In 1726 a new edition of The Marrow was published, with a preface and extensive annotations by Thomas Boston, defending and expounding the Marrow's teaching as Scriptural. In this form The Marrow has been frequently reprinted over the last nearly 300 years and has been widely influential.

== Viewpoints held by the Marrow Brethren ==
The Marrow Brethren, though rejecting universal atonement, held to common grace and that in some way God desires the salvation of all. They attacked "High Calvinism", and sought to clear the gospel out of any other conditions other than faith. The Marrow Brethren denied that actions such as repentance, with either inward or outward reformation, are necessary to receive salvation, but saw them as naturally flowing from receiving Christ.

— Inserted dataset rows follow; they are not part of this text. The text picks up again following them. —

//! Consultation meetings and the scheduling webhook.

mod common;

use axum::{
    body::Body,
    http::{header, Method, Request, StatusCode},
};
use chrono::Utc;
use common::{response_json, TestApp};
use hmac::{Hmac, Mac};
use serde_json::{json, Value};
use sha2::Sha256;
use studio_booking_api::services::meetings::SIGNATURE_HEADER;

const WEBHOOK_SECRET: &str = "whsec-studio-test";

async fn schedule(app: &TestApp, admin: &str, booking_id: &str) -> (StatusCode, Value) {
    app.call(
        Method::POST,
        "/api/meeting",
        Some(json!({ "booking_id": booking_id, "platform": "Zoom" })),
        Some(admin),
    )
    .await
}

fn invitee_created(token: &str) -> Value {
    json!({
        "event": "invitee.created",
        "payload": {
            "name": "Sari W.",
            "email": "sari.calendar@example.com",
            "text_reminder_number": "+6281311112222",
            "questions_and_answers": [
                { "question": "Catatan", "answer": "Konsep rustic, outdoor" }
            ],
            "scheduled_event": {
                "start_time": "2030-05-01T03:00:00Z",
                "end_time": "2030-05-01T04:00:00Z"
            },
            "tracking": { "utm_content": token }
        }
    })
}

async fn post_webhook(app: &TestApp, body: &Value, signature: Option<String>) -> (StatusCode, Value) {
    let mut builder = Request::builder()
        .method(Method::POST)
        .uri("/api/meeting/calendly-webhook")
        .header(header::CONTENT_TYPE, "application/json");
    if let Some(signature) = signature {
        builder = builder.header(SIGNATURE_HEADER, signature);
    }
    let response = app
        .send(builder.body(Body::from(body.to_string())).unwrap())
        .await;
    let status = response.status();
    (status, response_json(response).await)
}

fn sign(body: &Value, timestamp: i64) -> String {
    let mut mac = Hmac::<Sha256>::new_from_slice(WEBHOOK_SECRET.as_bytes()).unwrap();
    mac.update(format!("{}.{}", timestamp, body).as_bytes());
    format!("t={},v1={}", timestamp, hex::encode(mac.finalize().into_bytes()))
}

#[tokio::test]
async fn meeting_carries_a_correlated_scheduling_link() {
    let app = TestApp::new().await;
    let (customer, admin, booking) = app.validated_booking("meet@example.com", "1000000").await;
    let booking_id = booking["id"].as_str().unwrap();

    let (status, body) = schedule(&app, &admin, booking_id).await;
    assert_eq!(status, StatusCode::CREATED, "{body}");
    let meeting = &body["data"];
    let token = meeting["correlation_token"].as_str().unwrap();
    assert_eq!(token.len(), 32);
    assert!(meeting["scheduling_link"]
        .as_str()
        .unwrap()
        .ends_with(&format!("utm_content={token}")));
    assert_eq!(meeting["status"], "scheduled");
    assert_eq!(meeting["client_email"], "meet@example.com");

    let (status, body) = app
        .call(
            Method::GET,
            &format!("/api/meeting/booking/{booking_id}"),
            None,
            Some(&customer),
        )
        .await;
    assert_eq!(status, StatusCode::OK);
    assert_eq!(body["data"]["id"], meeting["id"]);

    let (status, body) = app.call(Method::GET, "/api/meeting", None, Some(&customer)).await;
    assert_eq!(status, StatusCode::OK);
    assert_eq!(body["data"]["pagination"]["total_items"], 1);
}

#[tokio::test]
async fn concurrent_scheduling_creates_exactly_one_meeting() {
    let app = TestApp::new().await;
    let (_, admin, booking) = app.validated_booking("race@example.com", "1000000").await;
    let booking_id = booking["id"].as_str().unwrap();

    let (first, second) = tokio::join!(
        schedule(&app, &admin, booking_id),
        schedule(&app, &admin, booking_id)
    );

    let statuses = [first.0, second.0];
    assert_eq!(
        statuses.iter().filter(|s| **s == StatusCode::CREATED).count(),
        1,
        "{first:?} / {second:?}"
    );
    let rejected = if first.0 == StatusCode::CREATED { &second } else { &first };
    assert_eq!(rejected.0, StatusCode::BAD_REQUEST);
    assert!(rejected.1["message"]
        .as_str()
        .unwrap()
        .contains("already exists"));

    let (_, body) = app.call(Method::GET, "/api/meeting", None, Some(&admin)).await;
    assert_eq!(body["data"]["pagination"]["total_items"], 1);
}

#[tokio::test]
async fn meetings_need_a_validated_booking_and_an_admin() {
    let app = TestApp::new().await;
    let admin = app.admin_token().await;
    let (_, customer) = app.register_customer("pending@example.com").await;
    let service_id = app.create_service(&admin, "Web Company Profile", "4000000").await;
    let booking = app.create_booking(&customer, &service_id).await;
    let booking_id = booking["id"].as_str().unwrap();

    let (status, body) = schedule(&app, &admin, booking_id).await;
    assert_eq!(status, StatusCode::BAD_REQUEST);
    assert_eq!(body["code"], "invalid_state");

    app.validate_booking(&admin, booking_id).await;
    let (status, _) = schedule(&app, &customer, booking_id).await;
    assert_eq!(status, StatusCode::FORBIDDEN);
}

#[tokio::test]
async fn meeting_status_only_leaves_scheduled_once() {
    let app = TestApp::new().await;
    let (_, admin, booking) = app.validated_booking("done@example.com", "1000000").await;
    let (_, body) = schedule(&app, &admin, booking["id"].as_str().unwrap()).await;
    let meeting_id = body["data"]["id"].as_str().unwrap().to_string();

    let (status, body) = app
        .call(
            Method::PUT,
            &format!("/api/meeting/{meeting_id}"),
            Some(json!({
                "platform": "Google Meet",
                "start_time": "2030-01-01T10:00:00Z",
                "end_time": "2030-01-01T09:00:00Z",
            })),
            Some(&admin),
        )
        .await;
    assert_eq!(status, StatusCode::BAD_REQUEST, "{body}");

    let (status, body) = app
        .call(
            Method::PUT,
            &format!("/api/meeting/{meeting_id}/status"),
            Some(json!({ "status": "completed" })),
            Some(&admin),
        )
        .await;
    assert_eq!(status, StatusCode::OK);
    assert_eq!(body["data"]["status"], "completed");

    let (status, _) = app
        .call(
            Method::PUT,
            &format!("/api/meeting/{meeting_id}/status"),
            Some(json!({ "status": "cancelled" })),
            Some(&admin),
        )
        .await;
    assert_eq!(status, StatusCode::BAD_REQUEST);
}

#[tokio::test]
async fn webhook_updates_the_matching_meeting() {
    let app = TestApp::new().await;
    let (_, admin, booking) = app.validated_booking("hook@example.com", "1000000").await;
    let (_, body) = schedule(&app, &admin, booking["id"].as_str().unwrap()).await;
    let meeting_id = body["data"]["id"].as_str().unwrap().to_string();
    let token = body["data"]["correlation_token"].as_str().unwrap().to_string();

    let (status, body) = post_webhook(&app, &invitee_created(&token), None).await;
    assert_eq!(status, StatusCode::OK, "{body}");
    assert_eq!(body["data"]["matched"], true);
    assert_eq!(body["data"]["meeting_id"], meeting_id.as_str());

    let (_, body) = app
        .call(Method::GET, &format!("/api/meeting/{meeting_id}"), None, Some(&admin))
        .await;
    let meeting = &body["data"];
    assert_eq!(meeting["client_name"], "Sari W.");
    assert_eq!(meeting["client_email"], "sari.calendar@example.com");
    assert_eq!(meeting["client_phone"], "+6281311112222");
    assert_eq!(meeting["start_time"], "2030-05-01T03:00:00Z");

    let cancel = json!({ "event": "invitee.canceled", "payload": { "tracking": { "utm_content": token } } });
    let (status, _) = post_webhook(&app, &cancel, None).await;
    assert_eq!(status, StatusCode::OK);
    let (_, body) = app
        .call(Method::GET, &format!("/api/meeting/{meeting_id}"), None, Some(&admin))
        .await;
    assert_eq!(body["data"]["status"], "cancelled");
}

#[tokio::test]
async fn webhook_without_a_known_token_is_acknowledged() {
    let app = TestApp::new().await;

    let (status, body) = post_webhook(&app, &invitee_created("0123456789abcdef"), None).await;
    assert_eq!(status, StatusCode::OK);
    assert_eq!(body["data"]["matched"], false);

    let (status, body) = post_webhook(&app, &json!({ "event": "invitee.created" }), None).await;
    assert_eq!(status, StatusCode::OK);
    assert_eq!(body["data"]["matched"], false);
}

#[tokio::test]
async fn webhook_signature_is_enforced_when_a_secret_is_set() {
    let app = TestApp::with_config(|cfg| {
        cfg.scheduling_webhook_secret = Some(WEBHOOK_SECRET.to_string());
    })
    .await;
    let payload = invitee_created("ffffffffffffffffffffffffffffffff");

    let (status, _) = post_webhook(&app, &payload, None).await;
    assert_eq!(status, StatusCode::UNAUTHORIZED);

    let stale = sign(&payload, Utc::now().timestamp() - 3_600);
    let (status, _) = post_webhook(&app, &payload, Some(stale)).await;
    assert_eq!(status, StatusCode::UNAUTHORIZED);

    let forged = format!("t={},v1={}", Utc::now().timestamp(), "ab".repeat(32));
    let (status, _) = post_webhook(&app, &payload, Some(forged)).await;
    assert_eq!(status, StatusCode::UNAUTHORIZED);

    let valid = sign(&payload, Utc::now().timestamp());
    let (status, body) = post_webhook(&app, &payload, Some(valid)).await;
    assert_eq!(status, StatusCode::OK, "{body}");
}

The Marrow Brethren taught a form of the republication of the covenant of works. while maintaining the Mosaic Covenant was an administration of the Covenant of Grace. The Marrow had a high emphasis on the possibility of assurance, seeing the work of Christ as the foundation of the believer's assurance, while the general Assembly emphasized the human element in having assurance. The Marrow Men maintained a belief in the Scottish covenants even renewing them after the Secession.